PROJECT SUMMARY
Isoprenoids are a diverse, ubiquitous family of molecules with limitless industrial and clinical potential. As
the largest family of secondary metabolites produced on Earth, isoprenoids also represent a fundamental
building block for life. Consistent with this, organisms from all three domains of life synthesize isoprenoids that
support critical metabolic and physiological processes. In bacteria, isoprenoids are necessary for the production
of pigments, respiratory cofactors, and essential components of the cell envelope. Obstructing production of
these molecules has devastating consequences for bacterial cells, supporting the idea that isoprenoid precursor
synthesis enzymes are therapeutic targets for the treatment of pathogenic microorganisms.
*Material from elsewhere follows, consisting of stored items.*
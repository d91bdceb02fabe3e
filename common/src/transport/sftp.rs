// SFTP transport over libssh2
// Every ssh2 failure becomes a TransportError

use super::{connect_tcp, Transport};
use crate::errors::TransportError;
use crate::models::{Credentials, FileAttributes, Protocol, RemoteEntry, Timeouts};
use ssh2::{ErrorCode, FileStat, Session, Sftp};
use std::fs::File;
use std::io;
use std::net::TcpStream;
use std::path::Path;
use tracing::{debug, error, info, instrument};

// libssh2 session error codes
const LIBSSH2_ERROR_SOCKET_SEND: i32 = -7;
const LIBSSH2_ERROR_TIMEOUT: i32 = -9;
const LIBSSH2_ERROR_HOSTKEY_INIT: i32 = -10;
const LIBSSH2_ERROR_HOSTKEY_SIGN: i32 = -11;
const LIBSSH2_ERROR_SOCKET_DISCONNECT: i32 = -13;
const LIBSSH2_ERROR_AUTHENTICATION_FAILED: i32 = -18;
const LIBSSH2_ERROR_PUBLICKEY_UNVERIFIED: i32 = -19;
const LIBSSH2_ERROR_SOCKET_TIMEOUT: i32 = -30;
const LIBSSH2_ERROR_SOCKET_RECV: i32 = -43;

/// SFTP session wrapper
pub struct SftpTransport {
    session: Option<Session>,
    sftp: Option<Sftp>,
    _tcp: Option<TcpStream>,
}

impl SftpTransport {
    pub fn new() -> Self {
        Self {
            session: None,
            sftp: None,
            _tcp: None,
        }
    }

    fn session(&self) -> Result<&Session, TransportError> {
        self.session.as_ref().ok_or(TransportError::NotConnected)
    }

    fn sftp(&self) -> Result<&Sftp, TransportError> {
        self.sftp.as_ref().ok_or(TransportError::NotConnected)
    }
}

impl Default for SftpTransport {
    fn default() -> Self {
        Self::new()
    }
}

/// Translate an ssh2 error, keeping SFTP status codes intact
fn map_ssh_error(e: ssh2::Error) -> TransportError {
    match e.code() {
        ErrorCode::SFTP(code) => TransportError::SftpStatus {
            code,
            message: e.message().to_string(),
        },
        ErrorCode::Session(code) => match code {
            LIBSSH2_ERROR_TIMEOUT | LIBSSH2_ERROR_SOCKET_TIMEOUT => {
                TransportError::ReadTimeout(e.message().to_string())
            }
            LIBSSH2_ERROR_SOCKET_DISCONNECT | LIBSSH2_ERROR_SOCKET_SEND | LIBSSH2_ERROR_SOCKET_RECV => {
                TransportError::Disconnected(e.message().to_string())
            }
            LIBSSH2_ERROR_HOSTKEY_INIT | LIBSSH2_ERROR_HOSTKEY_SIGN => {
                TransportError::HostKey(e.message().to_string())
            }
            _ => TransportError::Other(format!("{} (libssh2 code {})", e.message(), code)),
        },
    }
}

/// io::Error raised while streaming file content; libssh2 tunnels its own
/// errors through io::Error, so unwrap those back to status codes.
fn map_stream_error(e: io::Error) -> TransportError {
    if e.get_ref().map_or(false, |inner| inner.is::<ssh2::Error>()) {
        if let Some(Ok(ssh)) = e.into_inner().map(|inner| inner.downcast::<ssh2::Error>()) {
            return map_ssh_error(*ssh);
        }
        return TransportError::Other("SFTP stream error".to_string());
    }
    match e.kind() {
        io::ErrorKind::TimedOut | io::ErrorKind::WouldBlock => {
            TransportError::ReadTimeout(e.to_string())
        }
        _ => TransportError::Io(e),
    }
}

fn entry_from_stat(name: String, stat: &FileStat) -> RemoteEntry {
    let mut attributes = FileAttributes::new();
    if let Some(mtime) = stat.mtime {
        attributes.insert(FileAttributes::MTIME, mtime as i64);
    }
    if let Some(atime) = stat.atime {
        attributes.insert(FileAttributes::ATIME, atime as i64);
    }
    if let Some(size) = stat.size {
        attributes.insert(FileAttributes::SIZE, size as i64);
    }
    RemoteEntry {
        name,
        is_directory: stat.is_dir(),
        attributes,
    }
}

/// Log the server host key fingerprint
fn log_host_key(sess: &Session) {
    if let Some((_host_key_bytes, host_key_type)) = sess.host_key() {
        if let Some(hash_bytes) = sess.host_key_hash(ssh2::HashType::Sha256) {
            let hash_hex = hash_bytes
                .iter()
                .map(|b| format!("{:02x}", b))
                .collect::<Vec<_>>()
                .join(":");
            debug!(host_key_type = ?host_key_type, hash = %hash_hex, "Server host key");
        }
    }
}

impl Transport for SftpTransport {
    fn protocol(&self) -> Protocol {
        Protocol::Sftp
    }

    #[instrument(skip(self, timeouts), fields(host = %host, port = %port))]
    fn connect(
        &mut self,
        host: &str,
        port: u16,
        timeouts: Timeouts,
    ) -> Result<(), TransportError> {
        info!(host = %host, port = %port, "Establishing SFTP connection");

        let tcp = connect_tcp(host, port, timeouts)?;

        let mut sess = Session::new().map_err(|e| {
            error!(error = %e, "Failed to create SSH session");
            map_ssh_error(e)
        })?;
        sess.set_timeout(timeouts.read.as_millis().min(u32::MAX as u128) as u32);
        sess.set_tcp_stream(tcp.try_clone()?);

        sess.handshake().map_err(|e| {
            error!(error = %e, "SSH handshake failed");
            map_ssh_error(e)
        })?;
        log_host_key(&sess);

        self.session = Some(sess);
        self._tcp = Some(tcp);
        Ok(())
    }

    #[instrument(skip(self, credentials), fields(username = %credentials.username()))]
    fn authenticate(&mut self, credentials: &Credentials) -> Result<(), TransportError> {
        let sess = self.session()?;
        let username = credentials.username().to_string();

        let result = match credentials {
            Credentials::Password { username, password } => {
                debug!(username = %username, "Authenticating with password");
                sess.userauth_password(username, password)
            }
            Credentials::SshKey {
                username,
                private_key_path,
                passphrase,
            } => {
                debug!(username = %username, key_path = %private_key_path, "Authenticating with SSH key");
                sess.userauth_pubkey_file(
                    username,
                    None,
                    Path::new(private_key_path),
                    passphrase.as_deref(),
                )
            }
        };

        result.map_err(|e| match e.code() {
            ErrorCode::Session(LIBSSH2_ERROR_AUTHENTICATION_FAILED)
            | ErrorCode::Session(LIBSSH2_ERROR_PUBLICKEY_UNVERIFIED) => {
                error!(error = %e, username = %username, "SSH authentication failed");
                TransportError::AuthenticationFailed {
                    username: username.clone(),
                    reason: e.message().to_string(),
                }
            }
            _ => map_ssh_error(e),
        })?;

        if !sess.authenticated() {
            return Err(TransportError::AuthenticationFailed {
                username,
                reason: "session not authenticated".to_string(),
            });
        }

        let sftp = sess.sftp().map_err(|e| {
            error!(error = %e, "Failed to open SFTP channel");
            map_ssh_error(e)
        })?;
        self.sftp = Some(sftp);

        info!("SFTP connection established successfully");
        Ok(())
    }

    fn list(&mut self, path: &str) -> Result<Vec<RemoteEntry>, TransportError> {
        let entries = self.sftp()?.readdir(Path::new(path)).map_err(map_ssh_error)?;
        debug!(dir_path = %path, entries_count = entries.len(), "Directory listed");

        Ok(entries
            .into_iter()
            .filter_map(|(entry_path, stat)| {
                let name = entry_path.file_name()?.to_str()?.to_string();
                if name == "." || name == ".." {
                    return None;
                }
                Some(entry_from_stat(name, &stat))
            })
            .collect())
    }

    fn stat(&mut self, path: &str) -> Result<RemoteEntry, TransportError> {
        let stat = self.sftp()?.stat(Path::new(path)).map_err(map_ssh_error)?;
        let name = path.rsplit('/').next().unwrap_or(path).to_string();
        Ok(entry_from_stat(name, &stat))
    }

    fn get(&mut self, remote_path: &str, local_path: &Path) -> Result<(), TransportError> {
        let mut remote_file = self
            .sftp()?
            .open(Path::new(remote_path))
            .map_err(map_ssh_error)?;
        let mut local_file = File::create(local_path)?;
        let bytes = io::copy(&mut remote_file, &mut local_file).map_err(map_stream_error)?;
        debug!(remote_path = %remote_path, size = bytes, "File downloaded");
        Ok(())
    }

    fn put(&mut self, local_path: &Path, remote_path: &str) -> Result<(), TransportError> {
        let mut local_file = File::open(local_path)?;
        let mut remote_file = self
            .sftp()?
            .create(Path::new(remote_path))
            .map_err(map_ssh_error)?;
        let bytes = io::copy(&mut local_file, &mut remote_file).map_err(map_stream_error)?;
        remote_file.fsync().or_else(|e| match e.code() {
            // fsync@openssh.com is an extension; servers without it answer OP_UNSUPPORTED
            ErrorCode::SFTP(8) => Ok(()),
            _ => Err(map_ssh_error(e)),
        })?;
        debug!(remote_path = %remote_path, size = bytes, "File uploaded");
        Ok(())
    }

    fn delete(&mut self, path: &str) -> Result<(), TransportError> {
        self.sftp()?.unlink(Path::new(path)).map_err(map_ssh_error)
    }

    fn mkdir(&mut self, path: &str) -> Result<(), TransportError> {
        self.sftp()?.mkdir(Path::new(path), 0o755).map_err(map_ssh_error)
    }

    fn rmdir(&mut self, path: &str) -> Result<(), TransportError> {
        self.sftp()?.rmdir(Path::new(path)).map_err(map_ssh_error)
    }

    fn close(&mut self) {
        self.sftp = None;
        if let Some(sess) = self.session.take() {
            if let Err(e) = sess.disconnect(None, "closing", None) {
                debug!(error = %e, "SSH disconnect failed");
            }
        }
        self._tcp = None;
    }
}

impl Drop for SftpTransport {
    fn drop(&mut self) {
        self.close();
    }
}

#[cfg(test)]
mod tests {
    use super::*;

    #[test]
    fn test_entry_from_stat() {
        let stat = FileStat {
            size: Some(42),
            uid: None,
            gid: None,
            perm: Some(0o100644),
            atime: Some(1_600_000_000),
            mtime: Some(1_600_000_100),
        };
        let entry = entry_from_stat("a.txt".to_string(), &stat);
        assert!(!entry.is_directory);
        assert_eq!(entry.attributes.mtime(), Some(1_600_000_100));
        assert_eq!(entry.attributes.atime(), Some(1_600_000_000));
        assert_eq!(entry.attributes.get(FileAttributes::SIZE), Some(42));
    }

    #[test]
    fn test_operations_require_connection() {
        let mut transport = SftpTransport::new();
        assert!(matches!(
            transport.list("."),
            Err(TransportError::NotConnected)
        ));
        assert!(matches!(
            transport.delete("a.txt"),
            Err(TransportError::NotConnected)
        ));
        transport.close();
    }

    #[test]
    fn test_stream_error_timeout() {
        let err = map_stream_error(io::Error::new(io::ErrorKind::TimedOut, "slow"));
        assert!(matches!(err, TransportError::ReadTimeout(_)));
    }
}
// In-memory transport shared by the integration tests
#![allow(dead_code)]

use common::config::ConnectionConfig;
use common::errors::TransportError;
use common::models::{Credentials, FileAttributes, Protocol, RemoteEntry, Timeouts};
use common::transport::Transport;
use std::collections::{BTreeMap, BTreeSet, HashMap};
use std::path::Path;
use std::sync::{Arc, Mutex};

pub const TEST_HOST: &str = "sftp.example.com";
pub const TEST_USER: &str = "ftptest";
pub const TEST_PASSWORD: &str = "secret";
pub const FIXED_MTIME: i64 = 1_700_000_000;

/// SFTP "failure" status, classified as a protocol error
pub const SFTP_FAILURE: i32 = 4;
/// SFTP "permission denied" status
pub const SFTP_PERMISSION_DENIED: i32 = 3;
/// SFTP "no such file" status
pub const SFTP_NO_SUCH_FILE: i32 = 2;
/// SFTP "operation unsupported" status
pub const SFTP_OP_UNSUPPORTED: i32 = 8;

#[derive(Debug, Clone, Copy)]
pub enum ConnectFailure {
    Unresolvable,
    Refused,
}

#[derive(Default)]
pub struct RemoteState {
    pub files: BTreeMap<String, Vec<u8>>,
    pub dirs: BTreeSet<String>,
    /// Remaining injected failures per normalized path: (count, sftp code)
    pub get_failures: HashMap<String, (u32, i32)>,
    pub put_failures: HashMap<String, (u32, i32)>,
    pub stat_failures: HashMap<String, (u32, i32)>,
    pub delete_failures: HashMap<String, (u32, i32)>,
    pub connect_failure: Option<ConnectFailure>,
    pub get_calls: HashMap<String, u32>,
    pub put_calls: HashMap<String, u32>,
    pub mkdir_calls: Vec<String>,
    pub closed: u32,
}

/// Normalized key for a remote path: no leading "./" or "/", no trailing "/"
pub fn normalize(path: &str) -> String {
    let mut p = path;
    loop {
        if let Some(rest) = p.strip_prefix("./") {
            p = rest;
        } else if let Some(rest) = p.strip_prefix('/') {
            p = rest;
        } else {
            break;
        }
    }
    let p = p.trim_end_matches('/');
    if p == "." {
        String::new()
    } else {
        p.to_string()
    }
}

fn parent_of(path: &str) -> String {
    match path.rsplit_once('/') {
        Some((parent, _)) => parent.to_string(),
        None => String::new(),
    }
}

fn name_of(path: &str) -> String {
    path.rsplit('/').next().unwrap_or(path).to_string()
}

fn status(code: i32, message: &str) -> TransportError {
    TransportError::SftpStatus {
        code,
        message: message.to_string(),
    }
}

/// Transport double whose handles all share one remote tree
#[derive(Clone)]
pub struct MockTransport {
    state: Arc<Mutex<RemoteState>>,
    password: String,
}

impl MockTransport {
    pub fn new() -> Self {
        Self {
            state: Arc::new(Mutex::new(RemoteState::default())),
            password: TEST_PASSWORD.to_string(),
        }
    }

    pub fn boxed(&self) -> Box<dyn Transport> {
        Box::new(self.clone())
    }

    pub fn with_state<R>(&self, f: impl FnOnce(&mut RemoteState) -> R) -> R {
        let mut state = self.state.lock().unwrap();
        f(&mut state)
    }

    pub fn add_dir(&self, path: &str) {
        let key = normalize(path);
        self.with_state(|s| {
            let mut current = String::new();
            for part in key.split('/').filter(|p| !p.is_empty()) {
                if !current.is_empty() {
                    current.push('/');
                }
                current.push_str(part);
                s.dirs.insert(current.clone());
            }
        });
    }

    pub fn add_file(&self, path: &str, content: &[u8]) {
        let key = normalize(path);
        self.add_dir(&parent_of(&key));
        self.with_state(|s| {
            s.files.insert(key, content.to_vec());
        });
    }

    pub fn file(&self, path: &str) -> Option<Vec<u8>> {
        self.with_state(|s| s.files.get(&normalize(path)).cloned())
    }

    pub fn has_dir(&self, path: &str) -> bool {
        self.with_state(|s| s.dirs.contains(&normalize(path)))
    }

    pub fn file_count(&self) -> usize {
        self.with_state(|s| s.files.len())
    }

    /// Every remote file path under `root`, relative to it
    pub fn files_under(&self, root: &str) -> Vec<String> {
        let root = normalize(root);
        self.with_state(|s| {
            s.files
                .keys()
                .filter_map(|k| {
                    if root.is_empty() {
                        Some(k.clone())
                    } else {
                        k.strip_prefix(&format!("{}/", root)).map(str::to_string)
                    }
                })
                .collect()
        })
    }

    pub fn fail_get(&self, path: &str, times: u32, code: i32) {
        self.with_state(|s| {
            s.get_failures.insert(normalize(path), (times, code));
        });
    }

    pub fn fail_put(&self, path: &str, times: u32, code: i32) {
        self.with_state(|s| {
            s.put_failures.insert(normalize(path), (times, code));
        });
    }

    /// Make the next `times` stats of `path` answer with `code`, whatever
    /// the path holds
    pub fn fail_stat(&self, path: &str, times: u32, code: i32) {
        self.with_state(|s| {
            s.stat_failures.insert(normalize(path), (times, code));
        });
    }

    pub fn fail_delete(&self, path: &str, times: u32, code: i32) {
        self.with_state(|s| {
            s.delete_failures.insert(normalize(path), (times, code));
        });
    }

    pub fn mkdir_calls(&self) -> Vec<String> {
        self.with_state(|s| s.mkdir_calls.clone())
    }

    pub fn fail_connect(&self, failure: ConnectFailure) {
        self.with_state(|s| s.connect_failure = Some(failure));
    }

    pub fn get_calls(&self, path: &str) -> u32 {
        self.with_state(|s| s.get_calls.get(&normalize(path)).copied().unwrap_or(0))
    }

    pub fn put_calls(&self, path: &str) -> u32 {
        self.with_state(|s| s.put_calls.get(&normalize(path)).copied().unwrap_or(0))
    }

    pub fn closed(&self) -> u32 {
        self.with_state(|s| s.closed)
    }
}

fn take_failure(failures: &mut HashMap<String, (u32, i32)>, key: &str) -> Option<i32> {
    let (remaining, code) = failures.get_mut(key)?;
    if *remaining == 0 {
        return None;
    }
    *remaining -= 1;
    Some(*code)
}

fn is_dir(state: &RemoteState, key: &str) -> bool {
    key.is_empty() || state.dirs.contains(key)
}

impl Transport for MockTransport {
    fn protocol(&self) -> Protocol {
        Protocol::Sftp
    }

    fn connect(&mut self, host: &str, _port: u16, _timeouts: Timeouts) -> Result<(), TransportError> {
        match self.with_state(|s| s.connect_failure) {
            Some(ConnectFailure::Unresolvable) => Err(TransportError::HostResolution {
                host: host.to_string(),
                reason: "Name or service not known".to_string(),
            }),
            Some(ConnectFailure::Refused) => Err(TransportError::ConnectionRefused {
                host: host.to_string(),
            }),
            None => Ok(()),
        }
    }

    fn authenticate(&mut self, credentials: &Credentials) -> Result<(), TransportError> {
        match credentials {
            Credentials::Password { password, .. } if *password == self.password => Ok(()),
            other => Err(TransportError::AuthenticationFailed {
                username: other.username().to_string(),
                reason: "Authentication failed".to_string(),
            }),
        }
    }

    fn list(&mut self, path: &str) -> Result<Vec<RemoteEntry>, TransportError> {
        let key = normalize(path);
        self.with_state(|s| {
            if !is_dir(s, &key) {
                return Err(status(2, "No such file"));
            }
            let mut entries = Vec::new();
            for dir in s.dirs.iter().filter(|d| parent_of(d) == key && !d.is_empty()) {
                entries.push(RemoteEntry::directory(name_of(dir)));
            }
            for (file, content) in s.files.iter().filter(|(f, _)| parent_of(f) == key) {
                let mut attributes = FileAttributes::new().with_mtime(FIXED_MTIME);
                attributes.insert(FileAttributes::SIZE, content.len() as i64);
                entries.push(RemoteEntry::file(name_of(file), attributes));
            }
            Ok(entries)
        })
    }

    fn stat(&mut self, path: &str) -> Result<RemoteEntry, TransportError> {
        let key = normalize(path);
        self.with_state(|s| {
            if let Some(code) = take_failure(&mut s.stat_failures, &key) {
                return Err(status(code, "Injected stat failure"));
            }
            if let Some(content) = s.files.get(&key) {
                let mut attributes = FileAttributes::new().with_mtime(FIXED_MTIME);
                attributes.insert(FileAttributes::ATIME, FIXED_MTIME);
                attributes.insert(FileAttributes::SIZE, content.len() as i64);
                Ok(RemoteEntry::file(name_of(&key), attributes))
            } else if is_dir(s, &key) {
                Ok(RemoteEntry::directory(name_of(&key)))
            } else {
                Err(status(2, "No such file"))
            }
        })
    }

    fn get(&mut self, remote_path: &str, local_path: &Path) -> Result<(), TransportError> {
        let key = normalize(remote_path);
        let content = self.with_state(|s| {
            *s.get_calls.entry(key.clone()).or_insert(0) += 1;
            if let Some(code) = take_failure(&mut s.get_failures, &key) {
                return Err(status(code, "Injected get failure"));
            }
            s.files.get(&key).cloned().ok_or_else(|| status(2, "No such file"))
        })?;
        std::fs::write(local_path, content)?;
        Ok(())
    }

    fn put(&mut self, local_path: &Path, remote_path: &str) -> Result<(), TransportError> {
        let key = normalize(remote_path);
        let content = std::fs::read(local_path)?;
        self.with_state(|s| {
            *s.put_calls.entry(key.clone()).or_insert(0) += 1;
            if let Some(code) = take_failure(&mut s.put_failures, &key) {
                return Err(status(code, "Injected put failure"));
            }
            if !is_dir(s, &parent_of(&key)) {
                return Err(status(2, "No such file"));
            }
            s.files.insert(key, content);
            Ok(())
        })
    }

    fn delete(&mut self, path: &str) -> Result<(), TransportError> {
        let key = normalize(path);
        self.with_state(|s| {
            if let Some(code) = take_failure(&mut s.delete_failures, &key) {
                return Err(status(code, "Injected delete failure"));
            }
            match s.files.remove(&key) {
                Some(_) => Ok(()),
                None => Err(status(2, "No such file")),
            }
        })
    }

    fn mkdir(&mut self, path: &str) -> Result<(), TransportError> {
        let key = normalize(path);
        self.with_state(|s| {
            s.mkdir_calls.push(key.clone());
            if is_dir(s, &key) || s.files.contains_key(&key) {
                return Err(status(11, "File already exists"));
            }
            if !is_dir(s, &parent_of(&key)) {
                return Err(status(2, "No such file"));
            }
            s.dirs.insert(key);
            Ok(())
        })
    }

    fn rmdir(&mut self, path: &str) -> Result<(), TransportError> {
        let key = normalize(path);
        self.with_state(|s| {
            if !s.dirs.contains(&key) {
                return Err(status(2, "No such file"));
            }
            let occupied = s.files.keys().any(|f| parent_of(f) == key)
                || s.dirs.iter().any(|d| parent_of(d) == key);
            if occupied {
                return Err(status(SFTP_FAILURE, "Directory not empty"));
            }
            s.dirs.remove(&key);
            Ok(())
        })
    }

    fn close(&mut self) {
        self.with_state(|s| s.closed += 1);
    }
}

pub fn credentials(password: &str) -> Credentials {
    Credentials::Password {
        username: TEST_USER.to_string(),
        password: password.to_string(),
    }
}

/// Connection settings against the mock, local side rooted at `local_dir`
pub fn config(local_dir: &Path) -> ConnectionConfig {
    let mut config = ConnectionConfig::new(TEST_HOST, 22, credentials(TEST_PASSWORD));
    config.directory_path = "readwrite_dir".to_string();
    config.local_directory = local_dir.to_path_buf();
    config.connection_test_pause_ms = 0;
    config
}

/// Write `content` to `relative` below `root`, creating parents
pub fn write_local(root: &Path, relative: &str, content: &[u8]) {
    let path = root.join(relative);
    if let Some(parent) = path.parent() {
        std::fs::create_dir_all(parent).unwrap();
    }
    std::fs::write(path, content).unwrap();
}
Although it has been
established that numerous processes that rely on isoprenoids are required for virulence, the importance of
isoprenoid production to bacterial pathogenesis has not been directly assessed. Additionally, the mechanism(s)
by which bacteria synthesize and efficiently allocate isoprenoid precursors represent significant gaps in our
knowledge. In bacteria isoprenoids are produced via a series of condensation and elongation reactions that use
universal precursors as substrates to produce molecules of varying chain length. The reactions are catalyzed by
enzymes referred to as prenyl diphosphate synthases (PDS). A growing body of evidence supports a model
whereby short chain PDS and long chain PDS both synthesize the isoprenoid precursors used to produce the
final products. However, long chain PDS are typically essential, making it difficult to test this model. In
Staphylococcus aureus, the short chain and long chain PDS are encoded by ispA and hepT, respectively.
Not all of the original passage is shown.